NASA's James Webb Space Telescope may be able to detect these faint signals.

Reaching the Prehistory of the Universe - Black Holes NASA's James Webb Space Telescope may be able to detect these faint signals. A supermassive black hole releases a jet of high-energy particles. (Image credit: NASA/California Institute of Technology/Jet Propulsion Laboratory)  - DayDayNews

A supermassive black hole releases a jet of high-energy particles . (Image credit: NASA/California Institute of Technology/Jet Propulsion Laboratory)

Paul M. Sutter is a researcher at SUNY Stony Brook, and Flatiron Research Astrophysicist at the Institute, host of Ask a Spaceman and Space Radio, and author of How to Die in Space.

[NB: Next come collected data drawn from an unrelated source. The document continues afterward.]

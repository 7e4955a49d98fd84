use axum::{
    extract::Request,
    http::{HeaderValue, StatusCode},
    middleware::Next,
    response::Response,
};
use std::time::Instant;

/// Trace id of the current request, stored in request extensions.
#[derive(Clone)]
pub struct TraceId(pub String);

impl std::ops::Deref for TraceId {
    type Target = str;
    fn deref(&self) -> &str {
        &self.0
    }
}

fn format_elapsed(elapsed_us: u128) -> String {
    if elapsed_us < 1000 {
        format!("{elapsed_us}µs")
    } else if elapsed_us < 1_000_000 {
        format!("{}ms", elapsed_us / 1000)
    } else {
        format!("{:.1}s", elapsed_us as f64 / 1_000_000.0)
    }
}

/// Assigns a trace id, logs the request and its response status, and
/// echoes the id back in `X-Trace-Id`.
pub async fn request_logging(mut req: Request, next: Next) -> Response {
    let trace_id = oxwatch_common::id::next_id();
    req.extensions_mut().insert(TraceId(trace_id.clone()));

    let method = req.method().clone();
    let path = req.uri().path().to_string();
    // Scrapes are too frequent to log.
    let quiet = path == "/metrics";

    if !quiet {
        tracing::info!(trace_id = %trace_id, method = %method, path = %path, "--> request");
    }

    let start = Instant::now();
    let mut response = next.run(req).await;
    let elapsed = format_elapsed(start.elapsed().as_micros());
    let status: StatusCode = response.status();

    if status.is_server_error() {
        tracing::error!(trace_id = %trace_id, status = status.as_u16(), elapsed = %elapsed, "<-- response");
    } else if status.is_client_error() {
        tracing::warn!(trace_id = %trace_id, status = status.as_u16(), elapsed = %elapsed, "<-- response");
    } else if !quiet {
        tracing::info!(trace_id = %trace_id, status = status.as_u16(), elapsed = %elapsed, "<-- response");
    }

    if let Ok(val) = HeaderValue::from_str(&trace_id) {
        response.headers_mut().insert("X-Trace-Id", val);
    }
    response
}
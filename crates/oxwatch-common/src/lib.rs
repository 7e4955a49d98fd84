//! Shared types for the oxwatch alerting engine: label sets, fingerprints,
//! alert records, severity levels and label matchers.

pub mod id;
pub mod matcher;
pub mod types;
use crate::snapshot::ConfigError;
use oxwatch_alert::rule::Rule;
use oxwatch_common::types::MAX_DURATION_SECS;
use oxwatch_notify::dispatch::DispatchConfig;
use oxwatch_notify::plugin::ReceiverConfig;
use oxwatch_notify::routing::RouteConfig;
use oxwatch_notify::silence::InhibitRule;
use serde::{Deserialize, Serialize};
use std::time::Duration;

pub const DEFAULT_CONFIG_PATH: &str = "config/oxwatch.toml";

#[derive(Debug, Clone, Serialize, Deserialize)]
pub struct ServerConfig {
    #[serde(default = "default_http_port")]
    pub http_port: u16,
    #[serde(default)]
    pub source: SourceConfig,
    #[serde(default)]
    pub engine: EngineConfig,
    #[serde(default)]
    pub dispatch: DispatchSettings,
    #[serde(default)]
    pub rules: Vec<Rule>,
    #[serde(default)]
    pub route: RouteConfig,
    #[serde(default)]
    pub inhibit_rules: Vec<InhibitRule>,
    #[serde(default)]
    pub receivers: Vec<ReceiverConfig>,
}

/// Where rule expressions are evaluated: a Prometheus-compatible query API.
#[derive(Debug, Clone, Serialize, Deserialize)]
pub struct SourceConfig {
    #[serde(default = "default_source_url")]
    pub url: String,
}

impl Default for SourceConfig {
    fn default() -> Self {
        Self {
            url: default_source_url(),
        }
    }
}

#[derive(Debug, Clone, Serialize, Deserialize)]
pub struct EngineConfig {
    /// Upper bound on a single rule evaluation.
    #[serde(default = "default_evaluation_timeout_secs")]
    pub evaluation_timeout_secs: u64,
    /// Consecutive failed cycles before a rule reports as degraded.
    #[serde(default = "default_degraded_after")]
    pub degraded_after: u64,
    /// How long resolved alerts stay visible before they are purged.
    #[serde(default = "default_resolve_retention_secs")]
    pub resolve_retention_secs: u64,
    #[serde(default = "default_transition_queue_capacity")]
    pub transition_queue_capacity: usize,
    /// Resolution of the group flush timer.
    #[serde(default = "default_flush_tick_millis")]
    pub flush_tick_millis: u64,
    /// How long expired silences are kept for inspection.
    #[serde(default = "default_silence_retention_secs")]
    pub silence_retention_secs: u64,
}

impl Default for EngineConfig {
    fn default() -> Self {
        Self {
            evaluation_timeout_secs: default_evaluation_timeout_secs(),
            degraded_after: default_degraded_after(),
            resolve_retention_secs: default_resolve_retention_secs(),
            transition_queue_capacity: default_transition_queue_capacity(),
            flush_tick_millis: default_flush_tick_millis(),
            silence_retention_secs: default_silence_retention_secs(),
        }
    }
}

impl EngineConfig {
    pub fn evaluation_timeout(&self) -> Duration {
        Duration::from_secs(self.evaluation_timeout_secs)
    }

    pub fn resolve_retention(&self) -> chrono::Duration {
        chrono::Duration::seconds(self.resolve_retention_secs.min(MAX_DURATION_SECS) as i64)
    }

    pub fn flush_tick(&self) -> Duration {
        Duration::from_millis(self.flush_tick_millis.max(10))
    }

    pub fn silence_retention(&self) -> chrono::Duration {
        chrono::Duration::seconds(self.silence_retention_secs.min(MAX_DURATION_SECS) as i64)
    }
}

#[derive(Debug, Clone, Serialize, Deserialize)]
pub struct DispatchSettings {
    #[serde(default = "default_max_attempts")]
    pub max_attempts: u32,
    #[serde(default = "default_initial_backoff_millis")]
    pub initial_backoff_millis: u64,
    #[serde(default = "default_max_backoff_secs")]
    pub max_backoff_secs: u64,
    #[serde(default = "default_send_timeout_secs")]
    pub send_timeout_secs: u64,
    #[serde(default = "default_queue_capacity")]
    pub queue_capacity: usize,
}

impl Default for DispatchSettings {
    fn default() -> Self {
        Self {
            max_attempts: default_max_attempts(),
            initial_backoff_millis: default_initial_backoff_millis(),
            max_backoff_secs: default_max_backoff_secs(),
            send_timeout_secs: default_send_timeout_secs(),
            queue_capacity: default_queue_capacity(),
        }
    }
}

impl DispatchSettings {
    pub fn to_dispatch_config(&self) -> DispatchConfig {
        DispatchConfig {
            max_attempts: self.max_attempts.max(1),
            initial_backoff: Duration::from_millis(self.initial_backoff_millis),
            max_backoff: Duration::from_secs(self.max_backoff_secs),
            send_timeout: Duration::from_secs(self.send_timeout_secs),
            queue_capacity: self.queue_capacity.max(1),
        }
    }
}

fn default_http_port() -> u16 {
    9093
}

fn default_source_url() -> String {
    "http://127.0.0.1:9090".to_string()
}

fn default_evaluation_timeout_secs() -> u64 {
    10
}

fn default_degraded_after() -> u64 {
    oxwatch_alert::evaluator::DEFAULT_DEGRADED_AFTER
}

fn default_resolve_retention_secs() -> u64 {
    oxwatch_alert::state::DEFAULT_RESOLVE_RETENTION_SECS as u64
}

fn default_transition_queue_capacity() -> usize {
    1024
}

fn default_flush_tick_millis() -> u64 {
    1000
}

fn default_silence_retention_secs() -> u64 {
    86400
}

fn default_max_attempts() -> u32 {
    oxwatch_notify::dispatch::DEFAULT_MAX_ATTEMPTS
}

fn default_initial_backoff_millis() -> u64 {
    500
}

fn default_max_backoff_secs() -> u64 {
    60
}

fn default_send_timeout_secs() -> u64 {
    10
}

fn default_queue_capacity() -> usize {
    oxwatch_notify::dispatch::DEFAULT_QUEUE_CAPACITY
}

impl ServerConfig {
    pub fn load(path: &str) -> Result<Self, ConfigError> {
        let content = std::fs::read_to_string(path).map_err(|source| ConfigError::Io {
            path: path.to_string(),
            source,
        })?;
        Self::from_toml(&content).map_err(|e| match e {
            ConfigError::Parse { source, .. } => ConfigError::Parse {
                path: path.to_string(),
                source,
            },
            other => other,
        })
    }

    pub fn from_toml(content: &str) -> Result<Self, ConfigError> {
        toml::from_str(content).map_err(|source| ConfigError::Parse {
            path: "<inline>".to_string(),
            source,
        })
    }
}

Sutter contributed this article to Space.com's Expert Voices: Viewpoints & Insights.

The largest black hole in the universe formed at an alarming rate, when the universe was less than a billion years old. It can be traced back to the earliest time that these black holes were not theoretically formed by the death of massive stars, but originated from the first seconds of the Big Bang.

To test this possibility, a team of astrophysicists proposed a futuristic idea: The composition of matter around giant black holes happens to be slightly different from the average of the universe, while retaining residual memories of the young universe.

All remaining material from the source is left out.